--- Data for the task Enclosed Below ---
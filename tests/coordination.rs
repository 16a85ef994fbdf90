use std::sync::atomic::{AtomicUsize, Ordering};
use std::sync::{Arc, Mutex};
use std::time::Duration;
use tokio::time::sleep;
use tokio_util::sync::CancellationToken;

use mailsync::adapters::MemoryRemote;
use mailsync::credentials::ConfigCredentials;
use mailsync::{
    AppConfig, Command, Coordinator, EndpointKey, Priority, RemoteEndpoint, ServiceKind, SyncError,
};

const CONFIG: &str = r#"
    [[accounts]]
    id = "acct1"
    username = "me@example.com"
    password = "hunter2"
"#;

fn setup() -> (Arc<Coordinator>, Arc<dyn RemoteEndpoint>) {
    let config = AppConfig::from_toml_str(CONFIG).unwrap();
    let coordinator = Arc::new(Coordinator::new(Arc::new(ConfigCredentials::new(
        &config.accounts,
    ))));
    let endpoint: Arc<dyn RemoteEndpoint> = Arc::new(
        MemoryRemote::new(EndpointKey::new(ServiceKind::Imap, "acct1")).with_password("hunter2"),
    );
    (coordinator, endpoint)
}

#[tokio::test]
async fn concurrent_folder_listing_runs_once() {
    let (coordinator, endpoint) = setup();
    let calls = Arc::new(AtomicUsize::new(0));

    let listing = |calls: Arc<AtomicUsize>| {
        Command::new("fetch-folders:acct1", Priority::Normal, move |_| {
            let calls = calls.clone();
            async move {
                calls.fetch_add(1, Ordering::SeqCst);
                sleep(Duration::from_millis(50)).await;
                Ok::<_, SyncError>(vec!["INBOX".to_string(), "Archive".to_string()])
            }
        })
    };

    let cancel = CancellationToken::new();
    let (first, second) = tokio::join!(
        coordinator.run(&endpoint, listing(calls.clone()), &cancel),
        coordinator.run(&endpoint, listing(calls.clone()), &cancel),
    );

    let (first, second) = (first.unwrap(), second.unwrap());
    assert!(Arc::ptr_eq(&first, &second));
    assert_eq!(*first, vec!["INBOX", "Archive"]);
    assert_eq!(calls.load(Ordering::SeqCst), 1);
}

#[tokio::test]
async fn interactive_command_cuts_ahead_of_queued_background_work() {
    let (coordinator, endpoint) = setup();
    let order = Arc::new(Mutex::new(Vec::new()));

    let step = |name: &'static str, priority: Priority, hold: u64, order: Arc<Mutex<Vec<&'static str>>>| {
        Command::uncoalesced(priority, move |_| {
            let order = order.clone();
            async move {
                order.lock().unwrap().push(name);
                sleep(Duration::from_millis(hold)).await;
                Ok::<_, SyncError>(())
            }
        })
    };

    let cancel = CancellationToken::new();
    let spawn = |command: Command<()>| {
        let coordinator = coordinator.clone();
        let endpoint = endpoint.clone();
        let cancel = cancel.clone();
        tokio::spawn(async move { coordinator.run(&endpoint, command, &cancel).await })
    };

    let running = spawn(step("sync-batch-1", Priority::Normal, 60, order.clone()));
    sleep(Duration::from_millis(15)).await;
    let queued = spawn(step("sync-batch-2", Priority::Normal, 1, order.clone()));
    sleep(Duration::from_millis(15)).await;
    let interactive = spawn(step("open-message", Priority::High, 1, order.clone()));

    for task in [running, queued, interactive] {
        task.await.unwrap().unwrap();
    }

    assert_eq!(
        *order.lock().unwrap(),
        vec!["sync-batch-1", "open-message", "sync-batch-2"]
    );
}
use r2d2::Pool;
use r2d2_sqlite::SqliteConnectionManager;
use std::path::Path;

use crate::types::error::SyncError;

pub type DbPool = Pool<SqliteConnectionManager>;

pub fn create_pool(db_path: &Path) -> Result<DbPool, SyncError> {
    if let Some(parent) = db_path.parent() {
        std::fs::create_dir_all(parent)
            .map_err(|e| SyncError::Database(format!("Failed to create {:?}: {}", parent, e)))?;
    }

    let manager = SqliteConnectionManager::file(db_path).with_init(|conn| {
        conn.execute_batch(
            "PRAGMA synchronous = NORMAL;
             PRAGMA temp_store = MEMORY;
             PRAGMA busy_timeout = 5000;",
        )
    });

    let pool = Pool::builder().max_size(8).build(manager)?;

    let conn = pool.get()?;
    conn.execute_batch(
        "PRAGMA journal_mode = WAL;
         PRAGMA cache_size = -8000;",
    )?;

    Ok(pool)
}
use serde::{Deserialize, Serialize};

use super::reconcile::ReconcileReport;
use crate::types::{SequenceId, SyncError};

/// Event emitted by an account driver
#[derive(Debug, Clone, PartialEq, Serialize, Deserialize)]
#[serde(tag = "event", rename_all = "snake_case")]
pub enum SyncEvent {
    MessagesAdded { folder: String, ids: Vec<SequenceId> },
    MessagesUpdated { folder: String, ids: Vec<SequenceId> },
    MessagesDeleted { folder: String, ids: Vec<SequenceId> },
    FolderSynced { folder: String, report: ReconcileReport },
    /// A failure with no synchronous caller to report to (background ticks).
    ExceptionOccurred {
        account_id: String,
        folder: Option<String>,
        error: SyncError,
    },
}

#[cfg(test)]
mod tests {
    use super::*;

    #[test]
    fn test_event_serialization() {
        let event = SyncEvent::ExceptionOccurred {
            account_id: "acct1".into(),
            folder: Some("INBOX".into()),
            error: SyncError::Connection("reset by peer".into()),
        };
        let json = serde_json::to_value(&event).unwrap();
        assert_eq!(json["event"], "exception_occurred");
        assert_eq!(json["error"]["type"], "Connection");

        let added = SyncEvent::MessagesAdded {
            folder: "INBOX".into(),
            ids: vec![SequenceId(7)],
        };
        let json = serde_json::to_value(&added).unwrap();
        assert_eq!(json["ids"], serde_json::json!([7]));
    }
}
--- End of Enclosed Data for the task ---
Word for word, write out each entry shown above.

◆ **Response box**:
filename tests/coordination.rs
repository 16a85ef994fbdf90
use std::sync::atomic::{AtomicUsize, Ordering};
use std::sync::{Arc, Mutex};
use std::time::Duration;
use tokio::time::sleep;
use tokio_util::sync::CancellationToken;

use mailsync::adapters::MemoryRemote;
use mailsync::credentials::ConfigCredentials;
use mailsync::{
    AppConfig, Command, Coordinator, EndpointKey, Priority, RemoteEndpoint, ServiceKind, SyncError,
};

const CONFIG: &str = r#"
    [[accounts]]
    id = "acct1"
    username = "me@example.com"
    password = "hunter2"
"#;

fn setup() -> (Arc<Coordinator>, Arc<dyn RemoteEndpoint>) {
    let config = AppConfig::from_toml_str(CONFIG).unwrap();
    let coordinator = Arc::new(Coordinator::new(Arc::new(ConfigCredentials::new(
        &config.accounts,
    ))));
    let endpoint: Arc<dyn RemoteEndpoint> = Arc::new(
        MemoryRemote::new(EndpointKey::new(ServiceKind::Imap, "acct1")).with_password("hunter2"),
    );
    (coordinator, endpoint)
}

#[tokio::test]
async fn concurrent_folder_listing_runs_once() {
    let (coordinator, endpoint) = setup();
    let calls = Arc::new(AtomicUsize::new(0));

    let listing = |calls: Arc<AtomicUsize>| {
        Command::new("fetch-folders:acct1", Priority::Normal, move |_| {
            let calls = calls.clone();
            async move {
                calls.fetch_add(1, Ordering::SeqCst);
                sleep(Duration::from_millis(50)).await;
                Ok::<_, SyncError>(vec!["INBOX".to_string(), "Archive".to_string()])
            }
        })
    };

    let cancel = CancellationToken::new();
    let (first, second) = tokio::join!(
        coordinator.run(&endpoint, listing(calls.clone()), &cancel),
        coordinator.run(&endpoint, listing(calls.clone()), &cancel),
    );

    let (first, second) = (first.unwrap(), second.unwrap());
    assert!(Arc::ptr_eq(&first, &second));
    assert_eq!(*first, vec!["INBOX", "Archive"]);
    assert_eq!(calls.load(Ordering::SeqCst), 1);
}

#[tokio::test]
async fn interactive_command_cuts_ahead_of_queued_background_work() {
    let (coordinator, endpoint) = setup();
    let order = Arc::new(Mutex::new(Vec::new()));

    let step = |name: &'static str, priority: Priority, hold: u64, order: Arc<Mutex<Vec<&'static str>>>| {
        Command::uncoalesced(priority, move |_| {
            let order = order.clone();
            async move {
                order.lock().unwrap().push(name);
                sleep(Duration::from_millis(hold)).await;
                Ok::<_, SyncError>(())
            }
        })
    };

    let cancel = CancellationToken::new();
    let spawn = |command: Command<()>| {
        let coordinator = coordinator.clone();
        let endpoint = endpoint.clone();
        let cancel = cancel.clone();
        tokio::spawn(async move { coordinator.run(&endpoint, command, &cancel).await })
    };

    let running = spawn(step("sync-batch-1", Priority::Normal, 60, order.clone()));
    sleep(Duration::from_millis(15)).await;
    let queued = spawn(step("sync-batch-2", Priority::Normal, 1, order.clone()));
    sleep(Duration::from_millis(15)).await;
    let interactive = spawn(step("open-message", Priority::High, 1, order.clone()));

    for task in [running, queued, interactive] {
        task.await.unwrap().unwrap();
    }

    assert_eq!(
        *order.lock().unwrap(),
        vec!["sync-batch-1", "open-message", "sync-batch-2"]
    );
}
use r2d2::Pool;
use r2d2_sqlite::SqliteConnectionManager;
use std::path::Path;

use crate::types::error::SyncError;

pub type DbPool = Pool<SqliteConnectionManager>;

pub fn create_pool(db_path: &Path) -> Result<DbPool, SyncError> {
    if let Some(parent) = db_path.parent() {
        std::fs::create_dir_all(parent)
            .map_err(|e| SyncError::Database(format!("Failed to create {:?}: {}", parent, e)))?;
    }

    let manager = SqliteConnectionManager::file(db_path).with_init(|conn| {
        conn.execute_batch(
            "PRAGMA synchronous = NORMAL;
             PRAGMA temp_store = MEMORY;
             PRAGMA busy_timeout = 5000;",
        )
    });

    let pool = Pool::builder().max_size(8).build(manager)?;

    let conn = pool.get()?;
    conn.execute_batch(
        "PRAGMA journal_mode = WAL;
         PRAGMA cache_size = -8000;",
    )?;

    Ok(pool)
}
use serde::{Deserialize, Serialize};

use super::reconcile::ReconcileReport;
use crate::types::{SequenceId, SyncError};

/// Event emitted by an account driver
#[derive(Debug, Clone, PartialEq, Serialize, Deserialize)]
#[serde(tag = "event", rename_all = "snake_case")]
pub enum SyncEvent {
    MessagesAdded { folder: String, ids: Vec<SequenceId> },
    MessagesUpdated { folder: String, ids: Vec<SequenceId> },
    MessagesDeleted { folder: String, ids: Vec<SequenceId> },
    FolderSynced { folder: String, report: ReconcileReport },
    /// A failure with no synchronous caller to report to (background ticks).
    ExceptionOccurred {
        account_id: String,
        folder: Option<String>,
        error: SyncError,
    },
}

#[cfg(test)]
mod tests {
    use super::*;

    #[test]
    fn test_event_serialization() {
        let event = SyncEvent::ExceptionOccurred {
            account_id: "acct1".into(),
            folder: Some("INBOX".into()),
            error: SyncError::Connection("reset by peer".into()),
        };
        let json = serde_json::to_value(&event).unwrap();
        assert_eq!(json["event"], "exception_occurred");
        assert_eq!(json["error"]["type"], "Connection");

        let added = SyncEvent::MessagesAdded {
            folder: "INBOX".into(),
            ids: vec![SequenceId(7)],
        };
        let json = serde_json::to_value(&added).unwrap();
        assert_eq!(json["ids"], serde_json::json!([7]));
    }
}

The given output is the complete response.